··· Record extracts
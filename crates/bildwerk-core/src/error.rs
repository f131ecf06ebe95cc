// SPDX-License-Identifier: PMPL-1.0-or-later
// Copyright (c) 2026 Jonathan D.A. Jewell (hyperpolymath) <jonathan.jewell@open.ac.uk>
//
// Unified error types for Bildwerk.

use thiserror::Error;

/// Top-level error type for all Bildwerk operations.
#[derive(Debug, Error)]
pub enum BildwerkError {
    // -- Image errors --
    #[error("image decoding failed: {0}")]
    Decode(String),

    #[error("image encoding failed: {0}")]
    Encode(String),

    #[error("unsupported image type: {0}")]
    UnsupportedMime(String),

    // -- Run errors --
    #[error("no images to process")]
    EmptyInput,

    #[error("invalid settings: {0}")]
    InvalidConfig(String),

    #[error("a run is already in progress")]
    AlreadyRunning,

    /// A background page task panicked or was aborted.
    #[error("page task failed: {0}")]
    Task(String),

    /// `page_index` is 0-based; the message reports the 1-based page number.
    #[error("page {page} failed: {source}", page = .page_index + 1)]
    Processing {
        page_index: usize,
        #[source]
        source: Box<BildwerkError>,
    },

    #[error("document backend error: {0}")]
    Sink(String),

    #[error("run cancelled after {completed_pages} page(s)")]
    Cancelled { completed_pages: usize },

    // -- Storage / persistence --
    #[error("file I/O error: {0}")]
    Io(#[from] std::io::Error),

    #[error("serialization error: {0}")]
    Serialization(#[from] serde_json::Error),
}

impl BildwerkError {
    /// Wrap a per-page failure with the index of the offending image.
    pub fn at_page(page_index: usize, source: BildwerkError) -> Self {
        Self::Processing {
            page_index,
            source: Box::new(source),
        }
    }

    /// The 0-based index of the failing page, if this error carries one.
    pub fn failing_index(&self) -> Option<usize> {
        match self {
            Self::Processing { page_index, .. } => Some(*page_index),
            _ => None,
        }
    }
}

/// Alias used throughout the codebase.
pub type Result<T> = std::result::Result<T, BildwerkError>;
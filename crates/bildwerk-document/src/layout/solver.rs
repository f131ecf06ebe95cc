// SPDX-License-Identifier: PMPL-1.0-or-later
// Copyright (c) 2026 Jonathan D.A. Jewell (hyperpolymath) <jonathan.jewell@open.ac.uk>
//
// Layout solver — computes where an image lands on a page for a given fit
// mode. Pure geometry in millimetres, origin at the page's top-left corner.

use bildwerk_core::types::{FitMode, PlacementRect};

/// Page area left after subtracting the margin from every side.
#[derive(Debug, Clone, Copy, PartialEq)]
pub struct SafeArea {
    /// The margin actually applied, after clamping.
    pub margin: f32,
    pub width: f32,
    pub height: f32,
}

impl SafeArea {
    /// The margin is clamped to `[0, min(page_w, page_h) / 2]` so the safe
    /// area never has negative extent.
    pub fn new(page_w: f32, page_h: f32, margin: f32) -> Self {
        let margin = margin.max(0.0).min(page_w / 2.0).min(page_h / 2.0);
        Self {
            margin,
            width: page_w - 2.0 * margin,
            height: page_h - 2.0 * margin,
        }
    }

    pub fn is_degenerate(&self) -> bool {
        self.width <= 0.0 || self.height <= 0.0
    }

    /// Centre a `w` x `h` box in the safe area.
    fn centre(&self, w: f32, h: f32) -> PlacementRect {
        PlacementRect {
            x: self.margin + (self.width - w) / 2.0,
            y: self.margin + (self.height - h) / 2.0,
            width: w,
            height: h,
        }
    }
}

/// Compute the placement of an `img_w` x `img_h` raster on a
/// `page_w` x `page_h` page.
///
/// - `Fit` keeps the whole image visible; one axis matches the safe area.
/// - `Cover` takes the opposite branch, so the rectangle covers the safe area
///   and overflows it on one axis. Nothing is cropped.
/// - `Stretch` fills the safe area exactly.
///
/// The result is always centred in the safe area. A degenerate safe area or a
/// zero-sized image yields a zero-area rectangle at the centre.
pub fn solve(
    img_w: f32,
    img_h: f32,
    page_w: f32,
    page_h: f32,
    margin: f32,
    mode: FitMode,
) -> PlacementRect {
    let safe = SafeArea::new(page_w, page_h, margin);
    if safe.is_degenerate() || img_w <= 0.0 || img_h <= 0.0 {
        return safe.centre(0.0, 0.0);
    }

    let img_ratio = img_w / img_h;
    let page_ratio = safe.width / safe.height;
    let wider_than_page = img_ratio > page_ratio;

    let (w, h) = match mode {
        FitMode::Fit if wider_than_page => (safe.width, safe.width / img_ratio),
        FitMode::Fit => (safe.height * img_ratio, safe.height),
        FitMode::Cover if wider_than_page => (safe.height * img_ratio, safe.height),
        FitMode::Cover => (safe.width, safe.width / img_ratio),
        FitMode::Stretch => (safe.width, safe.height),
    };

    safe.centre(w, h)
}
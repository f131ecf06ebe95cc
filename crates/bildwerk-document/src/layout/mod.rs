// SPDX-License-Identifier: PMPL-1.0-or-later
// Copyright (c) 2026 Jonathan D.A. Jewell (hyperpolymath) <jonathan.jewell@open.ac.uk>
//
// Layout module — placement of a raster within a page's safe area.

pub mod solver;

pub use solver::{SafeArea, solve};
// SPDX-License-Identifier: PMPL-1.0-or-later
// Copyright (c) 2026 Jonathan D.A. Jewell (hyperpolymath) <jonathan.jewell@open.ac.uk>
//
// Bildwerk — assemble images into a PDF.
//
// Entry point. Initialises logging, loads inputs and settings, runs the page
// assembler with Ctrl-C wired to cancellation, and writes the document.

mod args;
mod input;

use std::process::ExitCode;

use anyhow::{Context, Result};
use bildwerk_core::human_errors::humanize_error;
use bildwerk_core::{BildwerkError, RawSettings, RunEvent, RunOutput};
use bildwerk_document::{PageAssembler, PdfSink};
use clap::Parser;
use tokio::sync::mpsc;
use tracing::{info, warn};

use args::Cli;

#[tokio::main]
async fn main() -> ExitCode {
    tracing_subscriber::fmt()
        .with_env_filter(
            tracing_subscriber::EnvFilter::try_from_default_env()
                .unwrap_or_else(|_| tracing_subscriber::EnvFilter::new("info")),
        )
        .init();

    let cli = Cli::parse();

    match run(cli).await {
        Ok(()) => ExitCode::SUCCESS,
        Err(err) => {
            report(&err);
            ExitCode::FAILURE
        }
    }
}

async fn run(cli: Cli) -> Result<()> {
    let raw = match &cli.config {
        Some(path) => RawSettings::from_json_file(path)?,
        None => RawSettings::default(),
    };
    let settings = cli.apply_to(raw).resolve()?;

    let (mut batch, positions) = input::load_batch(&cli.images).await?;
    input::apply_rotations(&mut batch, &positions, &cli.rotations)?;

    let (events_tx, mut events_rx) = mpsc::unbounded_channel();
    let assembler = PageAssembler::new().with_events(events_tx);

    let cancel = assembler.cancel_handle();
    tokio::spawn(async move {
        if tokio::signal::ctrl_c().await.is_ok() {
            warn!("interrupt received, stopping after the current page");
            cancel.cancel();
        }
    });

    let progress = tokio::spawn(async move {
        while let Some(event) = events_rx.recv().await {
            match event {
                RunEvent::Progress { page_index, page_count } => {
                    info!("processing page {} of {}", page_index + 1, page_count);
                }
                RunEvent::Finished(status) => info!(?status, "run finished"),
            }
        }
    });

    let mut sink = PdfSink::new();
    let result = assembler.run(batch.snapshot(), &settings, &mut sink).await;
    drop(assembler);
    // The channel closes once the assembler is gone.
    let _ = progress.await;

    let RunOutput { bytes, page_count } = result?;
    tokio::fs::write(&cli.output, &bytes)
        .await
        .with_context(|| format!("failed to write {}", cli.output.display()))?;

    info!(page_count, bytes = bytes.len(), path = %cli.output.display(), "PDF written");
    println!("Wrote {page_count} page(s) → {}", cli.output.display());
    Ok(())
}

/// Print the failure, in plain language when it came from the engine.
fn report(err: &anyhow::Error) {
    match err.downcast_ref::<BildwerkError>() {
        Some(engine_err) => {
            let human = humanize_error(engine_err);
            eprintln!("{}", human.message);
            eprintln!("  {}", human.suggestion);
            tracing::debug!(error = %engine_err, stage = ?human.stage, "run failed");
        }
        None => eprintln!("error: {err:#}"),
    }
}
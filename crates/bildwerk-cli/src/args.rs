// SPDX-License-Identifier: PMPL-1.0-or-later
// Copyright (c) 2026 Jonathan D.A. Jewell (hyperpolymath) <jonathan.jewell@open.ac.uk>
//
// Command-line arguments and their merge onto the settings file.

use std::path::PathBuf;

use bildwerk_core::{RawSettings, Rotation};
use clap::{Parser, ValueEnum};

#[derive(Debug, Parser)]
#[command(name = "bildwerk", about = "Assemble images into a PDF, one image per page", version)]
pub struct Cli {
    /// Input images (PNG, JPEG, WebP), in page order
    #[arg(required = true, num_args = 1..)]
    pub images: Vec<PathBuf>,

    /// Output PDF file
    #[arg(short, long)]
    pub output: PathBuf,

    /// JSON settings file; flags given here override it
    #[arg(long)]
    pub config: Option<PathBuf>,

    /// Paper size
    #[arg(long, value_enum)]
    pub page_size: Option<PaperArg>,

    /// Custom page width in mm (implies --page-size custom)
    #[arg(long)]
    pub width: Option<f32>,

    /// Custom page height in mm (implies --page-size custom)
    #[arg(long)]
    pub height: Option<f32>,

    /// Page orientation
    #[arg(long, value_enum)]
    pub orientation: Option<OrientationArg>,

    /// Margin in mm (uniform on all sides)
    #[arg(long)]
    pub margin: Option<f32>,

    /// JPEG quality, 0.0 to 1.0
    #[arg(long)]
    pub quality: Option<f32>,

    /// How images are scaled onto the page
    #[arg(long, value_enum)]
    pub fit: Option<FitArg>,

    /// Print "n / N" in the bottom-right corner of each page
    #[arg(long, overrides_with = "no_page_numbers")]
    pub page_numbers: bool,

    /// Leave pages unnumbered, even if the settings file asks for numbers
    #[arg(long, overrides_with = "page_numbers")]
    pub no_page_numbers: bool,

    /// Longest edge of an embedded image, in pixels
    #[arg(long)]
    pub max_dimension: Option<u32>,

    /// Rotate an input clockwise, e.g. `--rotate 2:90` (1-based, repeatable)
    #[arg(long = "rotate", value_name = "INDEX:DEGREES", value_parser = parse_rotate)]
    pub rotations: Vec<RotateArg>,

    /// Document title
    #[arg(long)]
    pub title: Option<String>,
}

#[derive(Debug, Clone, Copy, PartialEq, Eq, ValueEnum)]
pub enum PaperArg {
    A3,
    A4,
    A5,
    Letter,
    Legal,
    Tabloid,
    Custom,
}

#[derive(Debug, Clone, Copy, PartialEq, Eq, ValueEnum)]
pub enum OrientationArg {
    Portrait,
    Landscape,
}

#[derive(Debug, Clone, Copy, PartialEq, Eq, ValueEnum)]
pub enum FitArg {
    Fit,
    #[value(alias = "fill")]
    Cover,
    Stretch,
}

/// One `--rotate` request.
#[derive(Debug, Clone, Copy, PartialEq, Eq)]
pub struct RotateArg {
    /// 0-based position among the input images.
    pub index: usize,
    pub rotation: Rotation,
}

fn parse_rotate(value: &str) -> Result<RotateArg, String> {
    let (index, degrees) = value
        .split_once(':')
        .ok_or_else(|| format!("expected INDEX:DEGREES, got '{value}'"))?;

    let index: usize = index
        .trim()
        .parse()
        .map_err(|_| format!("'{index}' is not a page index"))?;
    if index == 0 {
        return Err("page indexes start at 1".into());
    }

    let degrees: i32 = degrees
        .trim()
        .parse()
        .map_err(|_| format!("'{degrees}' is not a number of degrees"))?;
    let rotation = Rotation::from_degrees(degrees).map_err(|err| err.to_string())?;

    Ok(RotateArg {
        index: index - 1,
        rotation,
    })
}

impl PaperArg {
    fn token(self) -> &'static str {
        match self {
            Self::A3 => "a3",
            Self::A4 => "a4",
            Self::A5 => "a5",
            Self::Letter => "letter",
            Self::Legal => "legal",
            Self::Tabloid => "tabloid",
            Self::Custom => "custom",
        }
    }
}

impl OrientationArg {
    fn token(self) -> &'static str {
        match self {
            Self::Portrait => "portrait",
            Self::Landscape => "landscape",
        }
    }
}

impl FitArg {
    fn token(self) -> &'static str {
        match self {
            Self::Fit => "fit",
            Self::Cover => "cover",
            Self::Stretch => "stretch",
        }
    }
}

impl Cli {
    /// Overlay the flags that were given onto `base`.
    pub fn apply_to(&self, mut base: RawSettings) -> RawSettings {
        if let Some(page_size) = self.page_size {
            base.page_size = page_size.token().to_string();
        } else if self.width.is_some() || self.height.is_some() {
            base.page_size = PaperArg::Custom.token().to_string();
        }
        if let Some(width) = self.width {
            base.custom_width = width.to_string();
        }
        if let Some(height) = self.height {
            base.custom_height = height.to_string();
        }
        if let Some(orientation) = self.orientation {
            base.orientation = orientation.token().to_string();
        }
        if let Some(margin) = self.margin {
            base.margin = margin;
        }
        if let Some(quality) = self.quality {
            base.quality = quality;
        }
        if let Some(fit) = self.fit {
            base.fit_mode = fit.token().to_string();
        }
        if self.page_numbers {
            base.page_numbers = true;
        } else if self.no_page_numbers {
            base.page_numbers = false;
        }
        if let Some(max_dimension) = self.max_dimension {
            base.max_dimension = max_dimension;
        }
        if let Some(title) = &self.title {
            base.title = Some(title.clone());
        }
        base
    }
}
······
··· Record extracts
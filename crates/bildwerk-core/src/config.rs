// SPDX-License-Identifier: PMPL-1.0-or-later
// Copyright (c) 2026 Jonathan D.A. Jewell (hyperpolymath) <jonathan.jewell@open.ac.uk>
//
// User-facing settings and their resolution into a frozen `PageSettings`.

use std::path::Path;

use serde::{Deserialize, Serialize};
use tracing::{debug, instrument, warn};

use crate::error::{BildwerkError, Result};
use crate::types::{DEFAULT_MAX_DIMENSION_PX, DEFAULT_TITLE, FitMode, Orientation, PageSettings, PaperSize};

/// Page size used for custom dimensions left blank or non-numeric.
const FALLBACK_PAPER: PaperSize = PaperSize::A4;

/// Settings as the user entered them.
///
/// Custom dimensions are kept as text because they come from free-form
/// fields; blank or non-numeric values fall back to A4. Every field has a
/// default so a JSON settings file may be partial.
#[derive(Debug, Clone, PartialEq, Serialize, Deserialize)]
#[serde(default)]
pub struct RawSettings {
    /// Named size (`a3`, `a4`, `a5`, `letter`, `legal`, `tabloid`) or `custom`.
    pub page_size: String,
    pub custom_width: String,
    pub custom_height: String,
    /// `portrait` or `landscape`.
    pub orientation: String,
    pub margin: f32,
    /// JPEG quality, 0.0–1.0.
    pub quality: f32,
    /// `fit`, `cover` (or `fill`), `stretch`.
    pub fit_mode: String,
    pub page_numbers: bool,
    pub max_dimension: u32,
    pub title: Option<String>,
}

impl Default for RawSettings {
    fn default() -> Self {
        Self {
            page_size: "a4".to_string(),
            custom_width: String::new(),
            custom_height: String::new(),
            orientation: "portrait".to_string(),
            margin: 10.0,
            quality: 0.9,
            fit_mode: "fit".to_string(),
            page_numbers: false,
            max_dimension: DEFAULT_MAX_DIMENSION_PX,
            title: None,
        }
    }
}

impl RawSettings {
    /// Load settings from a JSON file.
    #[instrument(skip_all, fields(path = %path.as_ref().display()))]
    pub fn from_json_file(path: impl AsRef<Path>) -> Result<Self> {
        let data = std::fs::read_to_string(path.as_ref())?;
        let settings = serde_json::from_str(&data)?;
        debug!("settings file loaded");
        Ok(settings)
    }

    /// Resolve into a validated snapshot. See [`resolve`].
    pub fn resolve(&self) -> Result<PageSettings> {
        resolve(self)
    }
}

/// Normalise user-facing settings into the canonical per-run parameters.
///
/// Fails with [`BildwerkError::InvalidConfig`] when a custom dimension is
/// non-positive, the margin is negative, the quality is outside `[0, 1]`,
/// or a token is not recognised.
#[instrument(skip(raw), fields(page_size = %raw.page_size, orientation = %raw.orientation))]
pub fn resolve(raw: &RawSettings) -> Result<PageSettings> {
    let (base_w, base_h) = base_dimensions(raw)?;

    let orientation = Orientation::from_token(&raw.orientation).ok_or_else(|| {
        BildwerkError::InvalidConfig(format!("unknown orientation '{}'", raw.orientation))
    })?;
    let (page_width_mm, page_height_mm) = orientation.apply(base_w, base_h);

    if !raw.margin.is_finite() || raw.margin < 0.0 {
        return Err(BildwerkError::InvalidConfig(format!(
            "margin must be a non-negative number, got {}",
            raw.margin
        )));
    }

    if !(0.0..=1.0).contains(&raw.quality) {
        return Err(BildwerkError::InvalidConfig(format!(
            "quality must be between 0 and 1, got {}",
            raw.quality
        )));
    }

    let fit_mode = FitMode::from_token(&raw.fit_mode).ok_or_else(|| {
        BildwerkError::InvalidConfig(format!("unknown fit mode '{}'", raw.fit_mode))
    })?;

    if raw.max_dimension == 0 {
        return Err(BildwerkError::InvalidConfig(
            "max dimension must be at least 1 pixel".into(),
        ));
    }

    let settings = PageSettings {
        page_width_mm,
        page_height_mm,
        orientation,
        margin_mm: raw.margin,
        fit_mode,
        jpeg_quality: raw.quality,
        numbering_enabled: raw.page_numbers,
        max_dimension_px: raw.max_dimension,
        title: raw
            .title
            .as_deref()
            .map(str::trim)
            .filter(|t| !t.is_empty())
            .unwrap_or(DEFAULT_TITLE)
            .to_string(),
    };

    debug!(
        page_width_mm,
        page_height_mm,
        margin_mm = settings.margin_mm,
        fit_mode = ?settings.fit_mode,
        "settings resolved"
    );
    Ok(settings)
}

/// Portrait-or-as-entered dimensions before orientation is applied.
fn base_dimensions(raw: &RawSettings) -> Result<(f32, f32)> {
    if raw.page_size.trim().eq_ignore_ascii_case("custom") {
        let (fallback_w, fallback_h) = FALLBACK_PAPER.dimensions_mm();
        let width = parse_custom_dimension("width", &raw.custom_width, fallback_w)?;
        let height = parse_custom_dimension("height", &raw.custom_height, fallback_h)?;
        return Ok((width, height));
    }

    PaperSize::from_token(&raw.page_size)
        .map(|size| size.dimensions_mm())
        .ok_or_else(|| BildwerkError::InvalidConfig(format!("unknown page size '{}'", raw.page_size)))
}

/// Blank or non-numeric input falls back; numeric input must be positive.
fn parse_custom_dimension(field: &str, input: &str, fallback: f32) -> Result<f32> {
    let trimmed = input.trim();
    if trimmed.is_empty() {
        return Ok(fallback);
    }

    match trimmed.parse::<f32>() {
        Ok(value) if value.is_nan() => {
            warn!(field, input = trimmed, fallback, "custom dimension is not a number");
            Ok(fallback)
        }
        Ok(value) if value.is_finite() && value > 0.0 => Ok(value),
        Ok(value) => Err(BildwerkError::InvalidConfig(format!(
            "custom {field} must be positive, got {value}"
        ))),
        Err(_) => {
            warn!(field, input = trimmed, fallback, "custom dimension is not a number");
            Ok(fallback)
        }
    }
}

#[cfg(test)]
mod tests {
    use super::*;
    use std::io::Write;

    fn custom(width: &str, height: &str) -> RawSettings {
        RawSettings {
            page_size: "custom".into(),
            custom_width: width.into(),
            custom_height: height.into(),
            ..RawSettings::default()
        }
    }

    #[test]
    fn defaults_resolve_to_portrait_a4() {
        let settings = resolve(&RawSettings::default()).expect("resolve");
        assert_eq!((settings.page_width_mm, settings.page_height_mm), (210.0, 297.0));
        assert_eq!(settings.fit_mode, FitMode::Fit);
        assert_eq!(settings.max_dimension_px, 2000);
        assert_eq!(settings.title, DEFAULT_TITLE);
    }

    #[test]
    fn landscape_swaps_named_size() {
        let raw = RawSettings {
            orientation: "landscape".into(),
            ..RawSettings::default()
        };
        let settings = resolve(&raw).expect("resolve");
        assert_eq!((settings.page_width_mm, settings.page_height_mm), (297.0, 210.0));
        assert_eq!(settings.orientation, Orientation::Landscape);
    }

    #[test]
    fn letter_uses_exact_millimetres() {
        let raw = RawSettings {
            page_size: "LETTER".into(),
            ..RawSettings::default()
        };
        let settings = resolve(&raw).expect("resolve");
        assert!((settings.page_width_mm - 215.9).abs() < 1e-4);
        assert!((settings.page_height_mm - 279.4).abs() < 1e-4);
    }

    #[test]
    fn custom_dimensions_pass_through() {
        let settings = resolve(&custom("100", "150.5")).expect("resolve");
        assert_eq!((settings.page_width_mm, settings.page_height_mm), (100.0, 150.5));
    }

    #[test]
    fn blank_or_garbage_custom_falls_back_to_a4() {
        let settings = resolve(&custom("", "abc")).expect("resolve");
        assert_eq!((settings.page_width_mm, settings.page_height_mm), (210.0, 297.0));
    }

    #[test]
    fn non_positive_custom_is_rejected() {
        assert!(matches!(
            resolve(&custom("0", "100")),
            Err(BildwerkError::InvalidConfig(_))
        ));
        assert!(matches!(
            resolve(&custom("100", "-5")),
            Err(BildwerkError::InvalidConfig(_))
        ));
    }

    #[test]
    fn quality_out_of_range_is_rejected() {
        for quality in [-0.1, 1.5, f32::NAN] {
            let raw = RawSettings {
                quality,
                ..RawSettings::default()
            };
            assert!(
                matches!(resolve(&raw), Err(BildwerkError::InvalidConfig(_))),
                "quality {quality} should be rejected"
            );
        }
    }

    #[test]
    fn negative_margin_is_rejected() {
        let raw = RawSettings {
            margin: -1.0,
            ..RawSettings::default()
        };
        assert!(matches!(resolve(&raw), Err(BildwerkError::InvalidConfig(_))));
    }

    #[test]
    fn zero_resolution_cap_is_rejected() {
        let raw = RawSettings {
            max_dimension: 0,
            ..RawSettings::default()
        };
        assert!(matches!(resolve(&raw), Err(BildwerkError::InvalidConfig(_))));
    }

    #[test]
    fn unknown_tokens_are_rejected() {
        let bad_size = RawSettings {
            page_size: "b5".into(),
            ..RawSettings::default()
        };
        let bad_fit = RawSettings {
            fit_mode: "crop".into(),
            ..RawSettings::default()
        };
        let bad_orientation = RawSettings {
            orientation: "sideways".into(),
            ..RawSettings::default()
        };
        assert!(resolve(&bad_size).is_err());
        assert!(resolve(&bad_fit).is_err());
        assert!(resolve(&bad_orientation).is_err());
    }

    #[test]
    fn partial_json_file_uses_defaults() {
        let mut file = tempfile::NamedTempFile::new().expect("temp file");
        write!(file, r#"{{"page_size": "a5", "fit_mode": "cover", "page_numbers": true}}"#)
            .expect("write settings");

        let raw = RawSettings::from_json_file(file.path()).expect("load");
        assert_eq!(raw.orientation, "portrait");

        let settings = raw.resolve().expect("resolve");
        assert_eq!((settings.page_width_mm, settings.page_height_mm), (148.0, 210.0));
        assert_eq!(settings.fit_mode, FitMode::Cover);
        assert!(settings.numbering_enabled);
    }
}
······
··· Record extracts
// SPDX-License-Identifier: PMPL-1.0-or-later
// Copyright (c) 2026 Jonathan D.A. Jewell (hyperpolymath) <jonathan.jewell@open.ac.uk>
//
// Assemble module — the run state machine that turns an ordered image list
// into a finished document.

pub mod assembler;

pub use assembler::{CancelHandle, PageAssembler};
······
#### [Exercise requirements]
What lines above hold the word "info"? List them all.

#### [Answer to this exercise]
use tracing::{info, warn};
                .unwrap_or_else(|_| tracing_subscriber::EnvFilter::new("info")),
                    info!("processing page {} of {}", page_index + 1, page_count);
                RunEvent::Finished(status) => info!(?status, "run finished"),
    info!(page_count, bytes = bytes.len(), path = %cli.output.display(), "PDF written");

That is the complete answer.